• Task details:
Among the entries below, how many lines contain "MarketDataError"? Answer with the number only.

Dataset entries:

__________________________________________________

//! Client configuration
//!
//! Defaults point at the public provider endpoints. Values can be read from a
//! TOML file and overlaid from the environment:
//!
//! ```toml
//! bmrs_api_key = "..."
//! request_timeout_secs = 60
//! failure_policy = "skip"
//! power_plant_list_path = "smard_power_plant_list.csv"
//! ```

use std::path::{Path, PathBuf};
use std::time::Duration;

use serde::Deserialize;
use tracing::info;

use crate::error::{MarketDataError, Result};
use crate::http::FailurePolicy;

/// Environment variable holding the BMRS API key
pub const ENV_BMRS_API_KEY: &str = "BMRS_API_KEY";

/// Environment variable overriding the request timeout (seconds)
pub const ENV_TIMEOUT_SECS: &str = "MARKET_DATA_TIMEOUT_SECS";

/// Default request timeout
pub const DEFAULT_TIMEOUT_SECS: u64 = 60;

/// Power plant list is refreshed when older than four weeks
pub const DEFAULT_POWER_PLANT_LIST_MAX_AGE_SECS: u64 = 4 * 7 * 24 * 60 * 60;

/// Settings shared by all provider clients
#[derive(Debug, Clone, Deserialize)]
#[serde(default)]
pub struct Config {
    /// BMRS API key (only needed for GB operations)
    pub bmrs_api_key: String,

    /// Timeout of every HTTP request, no retry
    pub request_timeout_secs: u64,

    /// What a failed fetch unit does to the whole request
    pub failure_policy: FailurePolicy,

    /// SMARD base URL
    ///
    /// Example: `https://www.smard.de/app`
    pub smard_base_url: String,

    /// BMRS base URL
    ///
    /// Example: `https://api.bmreports.com/BMRS`
    pub bmrs_base_url: String,

    /// EirGrid Smart Grid Dashboard base URL
    ///
    /// Example: `https://www.smartgriddashboard.com/DashboardService.svc`
    pub eirgrid_base_url: String,

    /// Cached SMARD power plant list (CSV)
    pub power_plant_list_path: PathBuf,

    /// Age after which the power plant list is refreshed
    pub power_plant_list_max_age_secs: u64,
}

impl Default for Config {
    fn default() -> Self {
        Self {
            bmrs_api_key: String::new(),
            request_timeout_secs: DEFAULT_TIMEOUT_SECS,
            failure_policy: FailurePolicy::default(),
            smard_base_url: "https://www.smard.de/app".to_string(),
            bmrs_base_url: "https://api.bmreports.com/BMRS".to_string(),
            eirgrid_base_url: "https://www.smartgriddashboard.com/DashboardService.svc".to_string(),
            power_plant_list_path: PathBuf::from("smard_power_plant_list.csv"),
            power_plant_list_max_age_secs: DEFAULT_POWER_PLANT_LIST_MAX_AGE_SECS,
        }
    }
}

impl Config {
    /// Parse a TOML document; missing keys keep their defaults
    pub fn from_toml_str(content: &str) -> Result<Self> {
        toml::from_str(content).map_err(|e| MarketDataError::Config(e.to_string()))
    }

    /// Read a TOML file, then apply environment overrides
    pub fn from_file(path: impl AsRef<Path>) -> Result<Self> {
        let path = path.as_ref();
        let content = std::fs::read_to_string(path)?;
        info!("Loaded configuration from {}", path.display());
        Self::from_toml_str(&content)?.with_env_overrides()
    }

    /// Defaults plus environment overrides
    pub fn from_env() -> Result<Self> {
        Self::default().with_env_overrides()
    }

    /// Apply `BMRS_API_KEY` and `MARKET_DATA_TIMEOUT_SECS` if set
    pub fn with_env_overrides(self) -> Result<Self> {
        self.with_overrides(
            std::env::var(ENV_BMRS_API_KEY).ok(),
            std::env::var(ENV_TIMEOUT_SECS).ok(),
        )
    }

    fn with_overrides(mut self, api_key: Option<String>, timeout: Option<String>) -> Result<Self> {
        if let Some(key) = api_key {
            self.bmrs_api_key = key;
        }
        if let Some(raw) = timeout {
            self.request_timeout_secs = raw.trim().parse().map_err(|_| {
                MarketDataError::Config(format!("{} must be whole seconds, got '{}'", ENV_TIMEOUT_SECS, raw))
            })?;
        }
        Ok(self)
    }

    pub fn request_timeout(&self) -> Duration {
        Duration::from_secs(self.request_timeout_secs)
    }

    pub fn power_plant_list_max_age(&self) -> Duration {
        Duration::from_secs(self.power_plant_list_max_age_secs)
    }
}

__________________________________________________

• Exercise response:
3